What is important to notice is that the descriptions we hear today are not just about treasures in picturesque settings, but each one contains a person who is compelled into an extravagant action when coming upon these treasures. Someone found a treasure, hid it, then bought the field in order to claim it. A merchant sells everything he has just to possess a valuable pearl. The kingdom of heaven is not about the treasures themselves as it is about their discovery and the change it inspires. Perhaps we all can grasp this concept more than golden streets with plush clouds. How many of us have imagined what we might do if we won the Powerball lottery and how we might spend the money.

Today, in the calendar of the church, we remember Margaret of Scotland. In his hagiography of Margaret, James Kieffer writes: “Margaret (born c. 1045) was the grand-daughter of Edmund Ironside, King of the English, but was probably born in exile in Hungary, and brought to England in 1057. After the Norman Conquest in 1066, she sought refuge in Scotland, where about 1070 she married the King, Malcolm III. She and her husband rebuilt the monastery of Iona and founded the Benedictine Abbey at Dunfermline. Margaret undertook to impose on the Scottish the ecclesiastical customs she had been accustomed to in England, customs that were also prevalent in France and Italy. But Margaret was not concerned only with ceremonial considerations. She encouraged the founding of schools, hospitals, and orphanages. She argued in favor of the practice of receiving the Holy Communion frequently. She was less successful in preventing feuding among Highland Clans, and when her husband was treacherously killed in 1093, she herself died a few days later (of grief, it is said).”[i]

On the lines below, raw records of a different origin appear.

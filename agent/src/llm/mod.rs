//! LLM abstraction layer
//!
//! A backend performs one atomic generation call. Retries and backoff are the
//! backend's own concern; failures surface to callers as errors.

mod ollama;
mod openai;

pub use ollama::OllamaBackend;
pub use openai::OpenAiBackend;

use std::sync::Arc;

use anyhow::{bail, Result};
use async_trait::async_trait;
use serde::{Deserialize, Serialize};

use crate::config::LlmConfig;
use crate::models::ModelPreferences;

/// Generation settings for one call
#[derive(Debug, Clone, Default, PartialEq, Serialize, Deserialize)]
pub struct RequestParams {
    /// Drives model selection
    #[serde(default)]
    pub model_preferences: ModelPreferences,

    /// Sampling temperature (backend default when unset)
    #[serde(default)]
    pub temperature: Option<f32>,

    /// Maximum tokens to generate (backend default when unset)
    #[serde(default)]
    pub max_tokens: Option<u32>,
}

impl RequestParams {
    pub fn new(model_preferences: ModelPreferences) -> Self {
        Self {
            model_preferences,
            ..Default::default()
        }
    }

    pub fn with_temperature(mut self, temperature: f32) -> Self {
        self.temperature = Some(temperature);
        self
    }

    pub fn with_max_tokens(mut self, max_tokens: u32) -> Self {
        self.max_tokens = Some(max_tokens);
        self
    }
}

/// A single generation request as seen by a backend
#[derive(Debug, Clone, PartialEq)]
pub struct GenerateRequest {
    /// Name of the agent issuing the call (for logging)
    pub agent: String,
    /// Model identifier chosen by the selector
    pub model: String,
    /// Agent instruction
    pub system_prompt: Option<String>,
    /// User prompt
    pub prompt: String,
    pub temperature: Option<f32>,
    pub max_tokens: Option<u32>,
}

/// Trait for LLM backends
#[async_trait]
pub trait LlmBackend: Send + Sync {
    /// Backend kind, matched against `ModelVariant::backend`
    fn kind(&self) -> &str;

    /// Generate a complete text response
    async fn generate(&self, request: GenerateRequest) -> Result<String>;
}

/// Build the backend named in config
pub fn build_backend(config: &LlmConfig) -> Result<Arc<dyn LlmBackend>> {
    match config.backend.as_str() {
        "ollama" => Ok(Arc::new(OllamaBackend::new(&config.url))),
        "openai" => {
            let api_key = std::env::var(&config.api_key_env).ok();
            if api_key.is_none() {
                tracing::warn!(
                    "{} is not set; requests to {} will be unauthenticated",
                    config.api_key_env,
                    config.url
                );
            }
            Ok(Arc::new(OpenAiBackend::new(&config.url, api_key)))
        }
        other => bail!("Unknown LLM backend '{}' (expected 'ollama' or 'openai')", other),
    }
}

#[cfg(test)]
mod tests {
    use super::*;

    #[test]
    fn test_build_known_backends() {
        let mut config = LlmConfig::default();
        assert_eq!(build_backend(&config).unwrap().kind(), "ollama");

        config.backend = "openai".to_string();
        config.url = "http://localhost:8080".to_string();
        assert_eq!(build_backend(&config).unwrap().kind(), "openai");
    }

    #[test]
    fn test_build_unknown_backend_fails() {
        let config = LlmConfig {
            backend: "carrier-pigeon".to_string(),
            ..Default::default()
        };
        let err = build_backend(&config).err().unwrap();
        assert!(err.to_string().contains("carrier-pigeon"));
    }

    #[test]
    fn test_request_params_builder() {
        let params = RequestParams::new(ModelPreferences::new(0.8, 0.1, 0.1).unwrap())
            .with_temperature(0.2)
            .with_max_tokens(512);
        assert_eq!(params.temperature, Some(0.2));
        assert_eq!(params.max_tokens, Some(512));
        assert_eq!(params.model_preferences.intelligence_priority, 0.8);
    }
}
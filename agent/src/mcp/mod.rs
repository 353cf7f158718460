//! Capability providers (MCP servers)
//!
//! - [`CapabilityRegistry`]: process-wide set of configured providers
//! - [`CapabilityConnector`] / [`CapabilitySession`]: connection seam
//! - [`ConnectionScope`]: the sessions one agent holds open
//! - [`McpConnector`]: spawns providers as child processes over rmcp

mod registry;
mod session;
#[cfg(feature = "mcp")]
mod spawn;

pub use registry::{CapabilityProvider, CapabilityRegistry};
pub use session::{CapabilityConnector, CapabilitySession, ConnectionScope};
#[cfg(feature = "mcp")]
pub use spawn::McpConnector;
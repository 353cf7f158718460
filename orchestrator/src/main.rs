//! VIRA CLI
//!
//! Usage:
//!   vira list
//!   vira run planning --input "Migrate the billing service"
//!   vira run code-development --input '{"task": "Rate limiter", "language": "rust"}'
//!   vira models --intelligence 0.9 --cost 0.05 --speed 0.05

use std::sync::Arc;

use anyhow::Result;
use clap::{ArgAction, Parser, Subcommand};
use serde_json::Value;
use tokio_util::sync::CancellationToken;
use tracing_subscriber::{layer::SubscriberExt, util::SubscriberInitExt};

use vira_agent::config::{McpConfig, ViraFileConfig};
use vira_agent::ModelPreferences;
use vira_orchestrator::{
    builtin_registry, EngineConfig, WorkflowContext, WorkflowResult, WorkflowRunner,
};

#[derive(Parser)]
#[command(name = "vira")]
#[command(about = "Run VIRA agent workflows")]
struct Cli {
    #[command(subcommand)]
    command: Commands,

    /// Increase verbosity (-v info, -vv debug, -vvv trace). Default is warn.
    #[arg(short, long, action = ArgAction::Count, global = true)]
    verbose: u8,
}

#[derive(Subcommand)]
enum Commands {
    /// List available workflows
    List,
    /// Run a workflow
    Run {
        /// Workflow name (e.g., "planning", "code-development")
        workflow: String,

        /// Workflow input: JSON, or plain text passed as a string
        #[arg(long, short)]
        input: Option<String>,

        /// Print the full invocation record as JSON
        #[arg(long)]
        json: bool,
    },
    /// Show the model catalog and which variant preferences select
    Models {
        #[arg(long, default_value_t = 0.5)]
        intelligence: f64,
        #[arg(long, default_value_t = 0.25)]
        cost: f64,
        #[arg(long, default_value_t = 0.25)]
        speed: f64,
        /// Backend kind (defaults to the configured backend)
        #[arg(long)]
        backend: Option<String>,
    },
}

/// Initialize tracing with the given verbosity level
///
/// - 0: warn (default)
/// - 1: info (-v)
/// - 2: debug (-vv)
/// - 3+: trace (-vvv)
fn init_tracing(verbosity: u8) {
    let level = match verbosity {
        0 => tracing::Level::WARN,
        1 => tracing::Level::INFO,
        2 => tracing::Level::DEBUG,
        _ => tracing::Level::TRACE,
    };

    // Allow RUST_LOG to override if set
    let filter = tracing_subscriber::EnvFilter::try_from_default_env()
        .unwrap_or_else(|_| tracing_subscriber::EnvFilter::new(level.to_string()));

    tracing_subscriber::registry()
        .with(tracing_subscriber::fmt::layer().with_writer(std::io::stderr))
        .with(filter)
        .init();
}

/// JSON when it parses, otherwise the raw text as a JSON string
fn parse_input(raw: Option<String>) -> Value {
    match raw {
        None => Value::Null,
        Some(raw) => serde_json::from_str(&raw).unwrap_or(Value::String(raw)),
    }
}

#[tokio::main]
async fn main() -> Result<()> {
    let cli = Cli::parse();
    init_tracing(cli.verbose);

    let file_config = ViraFileConfig::load()?;

    match cli.command {
        Commands::List => {
            let registry = builtin_registry()?;
            println!("Available Workflows:\n");
            for (name, description) in registry.list() {
                println!("  {} - {}", name, description);
            }
            println!("\nRun a workflow with: vira run <name> --input \"...\"");
        }

        Commands::Run {
            workflow,
            input,
            json,
        } => {
            let ctx = WorkflowContext::from_config(&file_config, McpConfig::load()?)?;
            let runner = WorkflowRunner::new(Arc::new(builtin_registry()?), ctx)
                .with_config(EngineConfig::from_file_config(&file_config));

            let cancel = CancellationToken::new();
            let on_ctrl_c = cancel.clone();
            tokio::spawn(async move {
                if tokio::signal::ctrl_c().await.is_ok() {
                    eprintln!("Cancelling...");
                    on_ctrl_c.cancel();
                }
            });

            let invocation = runner
                .invoke_with_cancel(&workflow, parse_input(input), cancel)
                .await;

            if json {
                println!("{}", serde_json::to_string_pretty(&invocation)?);
            } else if let Some(text) = invocation.result.text() {
                println!("{}", text);
            }

            if let WorkflowResult::Failure {
                kind,
                message,
                agent,
            } = &invocation.result
            {
                match agent {
                    Some(agent) => eprintln!(
                        "Workflow '{}' failed ({}) in agent '{}': {}",
                        workflow, kind, agent, message
                    ),
                    None => eprintln!("Workflow '{}' failed ({}): {}", workflow, kind, message),
                }
                std::process::exit(1);
            }
        }

        Commands::Models {
            intelligence,
            cost,
            speed,
            backend,
        } => {
            let catalog = file_config.model_catalog()?;
            let backend = backend.unwrap_or_else(|| file_config.llm.backend.clone());
            let preferences = ModelPreferences::new(intelligence, cost, speed)?;

            println!("Models for backend '{}':\n", backend);
            for variant in catalog.candidates_for(&backend) {
                println!(
                    "  {:<20} capability {:.2}  cost {:.2}  latency {:.2}  score {:+.3}",
                    variant.name,
                    variant.capability,
                    variant.cost,
                    variant.latency,
                    variant.weighted_score(&preferences)
                );
            }

            let selected = catalog.select(&backend, &preferences)?;
            println!("\nSelected: {}", selected.name);
        }
    }

    Ok(())
}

Margaret understood that her life was a gift and that her station in life was an opportunity to share with others in a very real way, Jesus vision of the kingdom of heaven. She strove to share with others that vision through her faith and philanthropy, in actions that mirrored the merchant and the one who came upon a great treasure in a field. Following her example, how would you describe the kingdom of heaven out of the treasure trove of your life? Blessed Margaret of Scotland who we remember today.